* **About this exercise**
The lines below starting at the line containing "sockets.insert(value.to_string());" and ending at the line containing "the CPUID display" are to be repeated exactly, with both ends kept and nothing else added.

* **Source data**
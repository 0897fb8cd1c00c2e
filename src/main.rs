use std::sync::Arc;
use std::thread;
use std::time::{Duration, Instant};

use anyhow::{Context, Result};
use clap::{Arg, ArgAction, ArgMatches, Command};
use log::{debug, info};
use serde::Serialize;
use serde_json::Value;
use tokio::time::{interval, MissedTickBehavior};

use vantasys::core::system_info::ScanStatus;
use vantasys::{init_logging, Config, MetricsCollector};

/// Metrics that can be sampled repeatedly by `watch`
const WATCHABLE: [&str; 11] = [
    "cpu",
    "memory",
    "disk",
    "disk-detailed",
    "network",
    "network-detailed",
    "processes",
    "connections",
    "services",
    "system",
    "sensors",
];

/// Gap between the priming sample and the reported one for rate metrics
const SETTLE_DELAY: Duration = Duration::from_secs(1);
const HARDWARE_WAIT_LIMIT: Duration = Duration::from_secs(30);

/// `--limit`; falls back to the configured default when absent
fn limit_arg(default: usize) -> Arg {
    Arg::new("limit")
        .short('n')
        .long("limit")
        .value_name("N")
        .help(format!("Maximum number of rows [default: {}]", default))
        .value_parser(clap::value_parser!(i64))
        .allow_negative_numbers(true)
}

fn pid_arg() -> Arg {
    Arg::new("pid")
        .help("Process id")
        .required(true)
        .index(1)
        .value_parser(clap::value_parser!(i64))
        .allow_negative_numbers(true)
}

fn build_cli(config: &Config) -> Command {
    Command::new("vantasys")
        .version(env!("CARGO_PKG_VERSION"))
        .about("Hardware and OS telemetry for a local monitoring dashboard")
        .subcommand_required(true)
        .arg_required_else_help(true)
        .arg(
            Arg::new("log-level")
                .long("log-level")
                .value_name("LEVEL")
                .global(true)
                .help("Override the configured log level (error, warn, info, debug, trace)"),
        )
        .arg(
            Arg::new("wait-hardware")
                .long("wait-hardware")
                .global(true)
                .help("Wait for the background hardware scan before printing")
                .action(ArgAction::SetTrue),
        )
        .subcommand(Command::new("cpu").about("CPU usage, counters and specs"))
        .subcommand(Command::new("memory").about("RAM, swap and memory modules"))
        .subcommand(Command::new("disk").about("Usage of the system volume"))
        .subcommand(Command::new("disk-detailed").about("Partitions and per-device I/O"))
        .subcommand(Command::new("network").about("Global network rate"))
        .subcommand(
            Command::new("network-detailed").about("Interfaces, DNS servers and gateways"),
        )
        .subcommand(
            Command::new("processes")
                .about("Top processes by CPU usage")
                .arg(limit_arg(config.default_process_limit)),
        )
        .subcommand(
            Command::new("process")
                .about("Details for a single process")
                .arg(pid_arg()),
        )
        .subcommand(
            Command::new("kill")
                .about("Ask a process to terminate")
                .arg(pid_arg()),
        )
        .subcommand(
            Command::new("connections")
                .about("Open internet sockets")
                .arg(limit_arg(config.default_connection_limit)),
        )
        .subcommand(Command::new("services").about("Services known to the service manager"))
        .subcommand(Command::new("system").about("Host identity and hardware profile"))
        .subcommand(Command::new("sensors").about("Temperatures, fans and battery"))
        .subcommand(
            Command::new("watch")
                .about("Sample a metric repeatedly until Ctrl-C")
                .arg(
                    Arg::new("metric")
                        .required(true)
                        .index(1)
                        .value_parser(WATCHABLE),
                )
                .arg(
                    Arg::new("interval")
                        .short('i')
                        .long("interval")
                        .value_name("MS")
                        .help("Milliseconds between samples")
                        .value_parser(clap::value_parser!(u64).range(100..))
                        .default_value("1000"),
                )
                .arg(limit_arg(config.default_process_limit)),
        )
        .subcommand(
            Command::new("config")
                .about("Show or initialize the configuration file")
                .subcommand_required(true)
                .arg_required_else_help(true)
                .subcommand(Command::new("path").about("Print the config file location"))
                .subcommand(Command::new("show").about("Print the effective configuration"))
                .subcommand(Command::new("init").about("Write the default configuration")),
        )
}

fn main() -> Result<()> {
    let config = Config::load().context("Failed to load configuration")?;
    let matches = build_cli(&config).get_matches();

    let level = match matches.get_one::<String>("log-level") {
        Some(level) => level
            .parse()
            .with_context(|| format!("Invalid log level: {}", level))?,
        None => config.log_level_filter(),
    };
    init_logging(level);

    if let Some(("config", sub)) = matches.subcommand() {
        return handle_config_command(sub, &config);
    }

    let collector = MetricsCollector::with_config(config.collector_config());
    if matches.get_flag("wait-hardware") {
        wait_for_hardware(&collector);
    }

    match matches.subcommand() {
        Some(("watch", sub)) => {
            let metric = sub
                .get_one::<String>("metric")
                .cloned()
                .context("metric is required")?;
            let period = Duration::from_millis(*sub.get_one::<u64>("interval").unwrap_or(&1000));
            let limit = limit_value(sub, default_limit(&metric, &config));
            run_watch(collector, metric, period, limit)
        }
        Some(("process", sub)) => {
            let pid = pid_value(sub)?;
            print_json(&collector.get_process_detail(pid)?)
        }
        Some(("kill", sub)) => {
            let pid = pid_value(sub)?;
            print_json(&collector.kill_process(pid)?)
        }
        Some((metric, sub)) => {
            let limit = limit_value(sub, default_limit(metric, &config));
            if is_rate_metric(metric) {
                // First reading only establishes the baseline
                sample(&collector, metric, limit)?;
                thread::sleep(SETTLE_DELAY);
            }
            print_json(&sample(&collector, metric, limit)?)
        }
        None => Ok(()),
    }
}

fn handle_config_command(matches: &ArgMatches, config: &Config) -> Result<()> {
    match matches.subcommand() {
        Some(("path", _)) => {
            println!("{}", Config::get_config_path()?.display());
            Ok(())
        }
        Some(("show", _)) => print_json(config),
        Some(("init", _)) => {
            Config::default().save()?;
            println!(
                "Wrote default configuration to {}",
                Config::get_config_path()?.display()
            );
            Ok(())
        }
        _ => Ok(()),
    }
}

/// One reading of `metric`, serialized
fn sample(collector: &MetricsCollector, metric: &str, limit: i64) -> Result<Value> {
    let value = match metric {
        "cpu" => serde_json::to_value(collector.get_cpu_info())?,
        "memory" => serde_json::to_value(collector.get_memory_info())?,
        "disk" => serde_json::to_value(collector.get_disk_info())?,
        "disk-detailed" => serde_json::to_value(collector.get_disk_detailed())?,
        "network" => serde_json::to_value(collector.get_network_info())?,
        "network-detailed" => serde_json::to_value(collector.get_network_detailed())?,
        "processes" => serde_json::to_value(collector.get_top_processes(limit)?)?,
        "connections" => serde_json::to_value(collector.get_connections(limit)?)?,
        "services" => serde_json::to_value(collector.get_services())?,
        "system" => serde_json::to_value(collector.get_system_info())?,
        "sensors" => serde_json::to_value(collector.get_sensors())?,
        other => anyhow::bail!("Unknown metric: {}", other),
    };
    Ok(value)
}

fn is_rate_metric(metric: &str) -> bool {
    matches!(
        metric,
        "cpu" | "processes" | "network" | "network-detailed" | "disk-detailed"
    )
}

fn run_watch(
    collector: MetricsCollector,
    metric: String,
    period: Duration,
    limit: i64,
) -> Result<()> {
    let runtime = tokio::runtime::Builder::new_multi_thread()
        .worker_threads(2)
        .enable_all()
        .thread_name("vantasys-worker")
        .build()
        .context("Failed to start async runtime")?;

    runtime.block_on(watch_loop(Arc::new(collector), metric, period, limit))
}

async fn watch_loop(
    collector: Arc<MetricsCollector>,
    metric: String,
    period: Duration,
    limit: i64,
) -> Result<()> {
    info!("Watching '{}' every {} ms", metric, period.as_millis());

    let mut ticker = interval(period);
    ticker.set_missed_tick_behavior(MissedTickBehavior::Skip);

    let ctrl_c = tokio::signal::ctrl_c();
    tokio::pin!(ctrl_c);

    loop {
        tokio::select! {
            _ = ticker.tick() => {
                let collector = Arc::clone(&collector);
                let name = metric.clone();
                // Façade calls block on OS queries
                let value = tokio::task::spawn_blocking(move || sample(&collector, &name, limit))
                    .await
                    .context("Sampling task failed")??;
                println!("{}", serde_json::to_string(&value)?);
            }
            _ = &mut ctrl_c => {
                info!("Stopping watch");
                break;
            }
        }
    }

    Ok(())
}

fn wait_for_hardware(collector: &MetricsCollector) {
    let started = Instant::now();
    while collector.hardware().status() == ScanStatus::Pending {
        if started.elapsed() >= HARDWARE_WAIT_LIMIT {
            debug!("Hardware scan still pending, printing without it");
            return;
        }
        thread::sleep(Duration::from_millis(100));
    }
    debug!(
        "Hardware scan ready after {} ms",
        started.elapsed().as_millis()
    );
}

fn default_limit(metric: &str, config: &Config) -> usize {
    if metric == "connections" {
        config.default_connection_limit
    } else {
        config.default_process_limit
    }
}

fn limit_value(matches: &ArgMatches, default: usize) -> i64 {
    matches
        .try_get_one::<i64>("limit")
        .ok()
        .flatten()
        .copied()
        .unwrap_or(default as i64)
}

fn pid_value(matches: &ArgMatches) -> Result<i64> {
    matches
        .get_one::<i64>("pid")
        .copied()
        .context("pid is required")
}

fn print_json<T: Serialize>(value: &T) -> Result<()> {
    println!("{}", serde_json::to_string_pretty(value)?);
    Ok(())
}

--

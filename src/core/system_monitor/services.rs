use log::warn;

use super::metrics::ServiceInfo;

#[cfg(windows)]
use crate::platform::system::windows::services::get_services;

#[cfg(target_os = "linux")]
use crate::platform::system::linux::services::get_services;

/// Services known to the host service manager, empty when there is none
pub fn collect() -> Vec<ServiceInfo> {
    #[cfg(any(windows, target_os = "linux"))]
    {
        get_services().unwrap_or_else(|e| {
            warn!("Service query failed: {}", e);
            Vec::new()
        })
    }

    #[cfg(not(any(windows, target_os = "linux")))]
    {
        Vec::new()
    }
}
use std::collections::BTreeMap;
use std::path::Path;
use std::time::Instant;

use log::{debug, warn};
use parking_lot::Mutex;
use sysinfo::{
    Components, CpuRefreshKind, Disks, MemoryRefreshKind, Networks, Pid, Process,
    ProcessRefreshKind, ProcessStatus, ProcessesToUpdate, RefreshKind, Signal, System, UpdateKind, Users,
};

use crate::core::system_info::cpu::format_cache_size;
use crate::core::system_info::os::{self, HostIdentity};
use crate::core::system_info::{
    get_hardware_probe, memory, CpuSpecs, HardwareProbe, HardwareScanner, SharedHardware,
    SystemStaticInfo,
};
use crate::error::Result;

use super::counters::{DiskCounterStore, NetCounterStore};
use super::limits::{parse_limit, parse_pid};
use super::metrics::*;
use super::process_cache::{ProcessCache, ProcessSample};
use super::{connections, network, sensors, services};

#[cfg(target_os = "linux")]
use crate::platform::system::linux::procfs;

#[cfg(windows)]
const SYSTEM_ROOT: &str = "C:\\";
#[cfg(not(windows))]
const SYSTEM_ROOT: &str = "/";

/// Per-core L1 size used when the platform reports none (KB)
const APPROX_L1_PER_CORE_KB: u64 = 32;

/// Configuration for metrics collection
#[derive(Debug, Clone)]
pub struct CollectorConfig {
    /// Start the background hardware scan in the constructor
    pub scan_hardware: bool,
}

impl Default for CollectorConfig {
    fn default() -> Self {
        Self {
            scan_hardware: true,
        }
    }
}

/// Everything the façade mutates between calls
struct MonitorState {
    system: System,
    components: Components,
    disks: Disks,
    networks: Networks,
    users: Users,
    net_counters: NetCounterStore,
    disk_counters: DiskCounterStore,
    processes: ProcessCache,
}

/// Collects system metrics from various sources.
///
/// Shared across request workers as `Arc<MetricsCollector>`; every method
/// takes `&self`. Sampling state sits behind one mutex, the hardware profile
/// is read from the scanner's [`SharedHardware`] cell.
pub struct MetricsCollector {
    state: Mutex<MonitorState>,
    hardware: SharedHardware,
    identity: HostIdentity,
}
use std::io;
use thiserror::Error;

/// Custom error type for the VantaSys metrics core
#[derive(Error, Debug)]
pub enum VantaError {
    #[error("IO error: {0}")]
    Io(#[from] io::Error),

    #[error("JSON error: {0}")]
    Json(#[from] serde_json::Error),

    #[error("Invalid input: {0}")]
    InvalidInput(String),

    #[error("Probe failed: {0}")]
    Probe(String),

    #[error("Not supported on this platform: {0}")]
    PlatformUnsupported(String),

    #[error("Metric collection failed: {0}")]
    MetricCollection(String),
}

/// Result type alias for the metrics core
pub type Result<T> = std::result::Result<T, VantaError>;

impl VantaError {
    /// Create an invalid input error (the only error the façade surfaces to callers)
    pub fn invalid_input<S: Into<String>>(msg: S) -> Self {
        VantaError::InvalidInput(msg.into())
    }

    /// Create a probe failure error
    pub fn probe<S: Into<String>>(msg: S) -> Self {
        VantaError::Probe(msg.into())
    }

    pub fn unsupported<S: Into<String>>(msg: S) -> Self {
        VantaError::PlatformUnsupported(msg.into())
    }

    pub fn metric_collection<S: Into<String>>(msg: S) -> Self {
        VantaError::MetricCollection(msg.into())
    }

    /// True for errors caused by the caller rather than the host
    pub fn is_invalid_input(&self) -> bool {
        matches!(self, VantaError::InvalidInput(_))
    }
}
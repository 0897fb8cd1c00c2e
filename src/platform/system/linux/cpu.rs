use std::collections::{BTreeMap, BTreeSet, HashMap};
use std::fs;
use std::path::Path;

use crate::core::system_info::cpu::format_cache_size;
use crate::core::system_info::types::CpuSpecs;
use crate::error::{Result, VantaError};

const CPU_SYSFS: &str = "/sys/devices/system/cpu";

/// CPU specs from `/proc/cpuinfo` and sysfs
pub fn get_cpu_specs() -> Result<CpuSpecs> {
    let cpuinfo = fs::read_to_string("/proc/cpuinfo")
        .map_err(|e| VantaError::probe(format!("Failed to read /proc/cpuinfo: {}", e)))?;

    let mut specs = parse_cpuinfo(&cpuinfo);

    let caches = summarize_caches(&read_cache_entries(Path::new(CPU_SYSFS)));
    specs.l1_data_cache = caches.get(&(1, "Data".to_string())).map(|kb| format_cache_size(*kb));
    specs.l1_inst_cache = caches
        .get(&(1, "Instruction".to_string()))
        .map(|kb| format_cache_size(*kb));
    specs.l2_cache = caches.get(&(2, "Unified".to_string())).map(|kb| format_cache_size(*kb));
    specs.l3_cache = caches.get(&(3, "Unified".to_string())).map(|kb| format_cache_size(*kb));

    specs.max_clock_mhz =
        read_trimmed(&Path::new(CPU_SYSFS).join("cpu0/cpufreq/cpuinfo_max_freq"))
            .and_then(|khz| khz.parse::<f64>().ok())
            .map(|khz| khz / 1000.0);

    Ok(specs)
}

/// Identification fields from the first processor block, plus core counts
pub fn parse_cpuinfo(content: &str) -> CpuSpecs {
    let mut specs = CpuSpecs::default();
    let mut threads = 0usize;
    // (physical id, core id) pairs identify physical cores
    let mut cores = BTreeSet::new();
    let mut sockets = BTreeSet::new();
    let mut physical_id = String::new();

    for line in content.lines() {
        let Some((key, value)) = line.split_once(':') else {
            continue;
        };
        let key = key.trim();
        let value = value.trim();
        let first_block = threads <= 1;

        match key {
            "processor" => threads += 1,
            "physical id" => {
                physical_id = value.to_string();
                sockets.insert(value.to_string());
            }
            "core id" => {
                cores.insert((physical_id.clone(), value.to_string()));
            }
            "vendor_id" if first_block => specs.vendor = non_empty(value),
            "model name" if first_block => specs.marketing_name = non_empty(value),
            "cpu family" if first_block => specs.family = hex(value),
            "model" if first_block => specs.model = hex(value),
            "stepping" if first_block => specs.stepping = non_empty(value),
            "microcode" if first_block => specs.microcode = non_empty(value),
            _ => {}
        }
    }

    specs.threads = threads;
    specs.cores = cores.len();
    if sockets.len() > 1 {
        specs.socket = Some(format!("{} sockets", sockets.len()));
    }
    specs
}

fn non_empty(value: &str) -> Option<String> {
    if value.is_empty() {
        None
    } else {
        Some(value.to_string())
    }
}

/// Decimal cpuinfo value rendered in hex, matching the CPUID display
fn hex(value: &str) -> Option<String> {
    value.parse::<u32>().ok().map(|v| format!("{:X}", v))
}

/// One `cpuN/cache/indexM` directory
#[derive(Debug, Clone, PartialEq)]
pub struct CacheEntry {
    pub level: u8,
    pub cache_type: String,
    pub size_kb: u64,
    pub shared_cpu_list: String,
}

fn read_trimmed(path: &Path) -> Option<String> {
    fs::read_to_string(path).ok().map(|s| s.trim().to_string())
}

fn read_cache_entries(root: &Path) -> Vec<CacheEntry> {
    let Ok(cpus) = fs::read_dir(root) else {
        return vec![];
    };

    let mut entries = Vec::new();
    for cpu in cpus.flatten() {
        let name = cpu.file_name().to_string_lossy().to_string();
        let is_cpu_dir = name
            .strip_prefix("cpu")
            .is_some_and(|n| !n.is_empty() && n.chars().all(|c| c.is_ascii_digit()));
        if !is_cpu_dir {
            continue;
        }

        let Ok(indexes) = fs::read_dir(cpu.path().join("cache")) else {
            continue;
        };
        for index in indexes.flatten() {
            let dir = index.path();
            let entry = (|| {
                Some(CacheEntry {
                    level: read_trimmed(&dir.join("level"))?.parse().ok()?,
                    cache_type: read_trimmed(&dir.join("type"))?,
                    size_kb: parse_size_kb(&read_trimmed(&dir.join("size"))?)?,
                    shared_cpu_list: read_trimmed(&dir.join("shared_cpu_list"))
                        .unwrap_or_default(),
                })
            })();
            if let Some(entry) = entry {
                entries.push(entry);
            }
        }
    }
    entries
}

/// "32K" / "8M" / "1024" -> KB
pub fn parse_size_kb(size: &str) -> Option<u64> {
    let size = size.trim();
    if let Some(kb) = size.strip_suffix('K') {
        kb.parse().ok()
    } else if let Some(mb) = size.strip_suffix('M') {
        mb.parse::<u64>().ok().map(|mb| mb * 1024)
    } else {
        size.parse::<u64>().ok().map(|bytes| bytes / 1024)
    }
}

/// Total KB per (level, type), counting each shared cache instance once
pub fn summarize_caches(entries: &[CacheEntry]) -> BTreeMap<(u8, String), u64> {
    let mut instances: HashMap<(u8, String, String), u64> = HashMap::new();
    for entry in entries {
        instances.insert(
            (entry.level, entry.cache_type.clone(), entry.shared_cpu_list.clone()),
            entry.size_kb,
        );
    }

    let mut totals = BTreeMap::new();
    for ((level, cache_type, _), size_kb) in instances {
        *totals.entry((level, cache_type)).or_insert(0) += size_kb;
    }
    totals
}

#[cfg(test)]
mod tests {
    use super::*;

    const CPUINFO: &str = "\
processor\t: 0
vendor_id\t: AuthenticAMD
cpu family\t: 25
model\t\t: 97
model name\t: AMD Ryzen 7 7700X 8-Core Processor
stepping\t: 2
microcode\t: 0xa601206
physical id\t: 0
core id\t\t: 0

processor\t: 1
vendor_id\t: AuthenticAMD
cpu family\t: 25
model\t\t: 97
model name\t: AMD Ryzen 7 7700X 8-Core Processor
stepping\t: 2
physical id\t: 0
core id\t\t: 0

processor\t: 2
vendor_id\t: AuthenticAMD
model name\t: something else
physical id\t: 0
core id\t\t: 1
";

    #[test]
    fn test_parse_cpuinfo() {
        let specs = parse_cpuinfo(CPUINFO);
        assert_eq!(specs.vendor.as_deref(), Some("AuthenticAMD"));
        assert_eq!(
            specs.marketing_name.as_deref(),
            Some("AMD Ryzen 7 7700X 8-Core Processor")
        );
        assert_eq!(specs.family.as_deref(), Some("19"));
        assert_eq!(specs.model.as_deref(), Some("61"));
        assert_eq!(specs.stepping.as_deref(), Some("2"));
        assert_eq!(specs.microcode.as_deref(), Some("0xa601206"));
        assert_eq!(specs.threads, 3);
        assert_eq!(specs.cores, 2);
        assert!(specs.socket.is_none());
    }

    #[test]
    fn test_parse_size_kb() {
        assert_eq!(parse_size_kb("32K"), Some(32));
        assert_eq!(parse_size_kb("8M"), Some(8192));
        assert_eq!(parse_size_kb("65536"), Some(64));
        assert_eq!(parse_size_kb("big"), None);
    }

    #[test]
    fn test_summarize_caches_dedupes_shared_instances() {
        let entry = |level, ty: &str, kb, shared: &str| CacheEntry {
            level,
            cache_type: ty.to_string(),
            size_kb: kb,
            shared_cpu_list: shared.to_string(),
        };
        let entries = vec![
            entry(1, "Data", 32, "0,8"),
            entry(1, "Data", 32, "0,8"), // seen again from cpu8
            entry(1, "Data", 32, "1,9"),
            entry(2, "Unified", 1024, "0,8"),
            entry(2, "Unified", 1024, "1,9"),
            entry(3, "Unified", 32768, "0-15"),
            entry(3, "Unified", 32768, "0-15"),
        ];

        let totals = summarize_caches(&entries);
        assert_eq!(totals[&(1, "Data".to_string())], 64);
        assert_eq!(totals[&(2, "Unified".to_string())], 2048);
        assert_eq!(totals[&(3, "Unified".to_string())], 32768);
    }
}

* * *

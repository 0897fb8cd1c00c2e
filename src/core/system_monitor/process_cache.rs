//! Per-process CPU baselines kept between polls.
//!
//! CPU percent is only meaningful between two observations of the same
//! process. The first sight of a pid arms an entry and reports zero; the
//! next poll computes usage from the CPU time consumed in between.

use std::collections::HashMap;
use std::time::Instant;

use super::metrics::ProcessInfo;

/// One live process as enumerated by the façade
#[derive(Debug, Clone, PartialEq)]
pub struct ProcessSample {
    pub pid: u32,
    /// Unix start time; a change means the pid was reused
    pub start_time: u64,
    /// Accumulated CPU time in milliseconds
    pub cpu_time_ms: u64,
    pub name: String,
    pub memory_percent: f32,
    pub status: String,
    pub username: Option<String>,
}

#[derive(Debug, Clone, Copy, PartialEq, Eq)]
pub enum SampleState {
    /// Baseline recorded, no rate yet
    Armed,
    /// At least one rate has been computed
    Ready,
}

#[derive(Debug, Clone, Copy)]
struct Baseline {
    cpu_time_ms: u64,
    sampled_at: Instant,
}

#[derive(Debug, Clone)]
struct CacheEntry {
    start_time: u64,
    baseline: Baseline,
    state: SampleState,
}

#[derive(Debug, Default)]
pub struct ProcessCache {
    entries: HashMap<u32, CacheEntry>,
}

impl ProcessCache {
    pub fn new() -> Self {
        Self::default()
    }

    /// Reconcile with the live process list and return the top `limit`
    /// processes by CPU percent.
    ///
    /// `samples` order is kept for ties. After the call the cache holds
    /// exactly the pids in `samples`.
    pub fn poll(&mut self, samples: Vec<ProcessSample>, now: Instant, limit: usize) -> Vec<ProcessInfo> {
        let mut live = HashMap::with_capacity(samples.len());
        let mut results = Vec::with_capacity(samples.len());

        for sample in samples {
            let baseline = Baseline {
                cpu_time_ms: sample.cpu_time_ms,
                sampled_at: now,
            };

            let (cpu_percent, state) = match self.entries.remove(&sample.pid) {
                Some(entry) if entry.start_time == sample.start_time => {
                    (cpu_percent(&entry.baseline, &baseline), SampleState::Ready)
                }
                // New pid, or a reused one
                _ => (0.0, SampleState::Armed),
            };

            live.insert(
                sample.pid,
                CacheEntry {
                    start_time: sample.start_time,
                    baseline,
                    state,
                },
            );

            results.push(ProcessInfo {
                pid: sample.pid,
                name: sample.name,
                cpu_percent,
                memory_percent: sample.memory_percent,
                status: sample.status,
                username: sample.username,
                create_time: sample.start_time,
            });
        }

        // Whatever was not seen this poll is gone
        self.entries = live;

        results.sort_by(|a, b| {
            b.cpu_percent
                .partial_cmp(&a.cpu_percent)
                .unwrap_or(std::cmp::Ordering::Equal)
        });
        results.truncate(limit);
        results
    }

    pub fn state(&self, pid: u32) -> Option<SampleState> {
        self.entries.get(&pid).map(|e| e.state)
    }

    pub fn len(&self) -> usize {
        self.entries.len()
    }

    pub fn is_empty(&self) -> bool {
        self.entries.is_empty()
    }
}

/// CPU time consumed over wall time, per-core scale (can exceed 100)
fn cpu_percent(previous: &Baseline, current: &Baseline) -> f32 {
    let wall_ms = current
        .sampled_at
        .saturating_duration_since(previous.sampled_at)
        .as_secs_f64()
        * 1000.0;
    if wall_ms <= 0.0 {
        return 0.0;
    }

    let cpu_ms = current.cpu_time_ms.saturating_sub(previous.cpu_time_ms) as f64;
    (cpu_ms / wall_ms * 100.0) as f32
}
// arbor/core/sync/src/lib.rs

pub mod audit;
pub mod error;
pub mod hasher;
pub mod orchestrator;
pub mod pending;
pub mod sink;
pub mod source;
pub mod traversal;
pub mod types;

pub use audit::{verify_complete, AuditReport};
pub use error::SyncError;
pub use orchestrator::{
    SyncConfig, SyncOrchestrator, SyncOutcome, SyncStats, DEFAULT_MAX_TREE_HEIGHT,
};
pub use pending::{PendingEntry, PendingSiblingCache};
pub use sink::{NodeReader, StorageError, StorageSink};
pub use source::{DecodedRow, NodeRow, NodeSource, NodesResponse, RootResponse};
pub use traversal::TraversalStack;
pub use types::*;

* **Problem solution**
                sockets.insert(value.to_string());
            }
            "core id" => {
                cores.insert((physical_id.clone(), value.to_string()));
            }
            "vendor_id" if first_block => specs.vendor = non_empty(value),
            "model name" if first_block => specs.marketing_name = non_empty(value),
            "cpu family" if first_block => specs.family = hex(value),
            "model" if first_block => specs.model = hex(value),
            "stepping" if first_block => specs.stepping = non_empty(value),
            "microcode" if first_block => specs.microcode = non_empty(value),
            _ => {}
        }
    }

    specs.threads = threads;
    specs.cores = cores.len();
    if sockets.len() > 1 {
        specs.socket = Some(format!("{} sockets", sockets.len()));
    }
    specs
}

fn non_empty(value: &str) -> Option<String> {
    if value.is_empty() {
        None
    } else {
        Some(value.to_string())
    }
}

/// Decimal cpuinfo value rendered in hex, matching the CPUID display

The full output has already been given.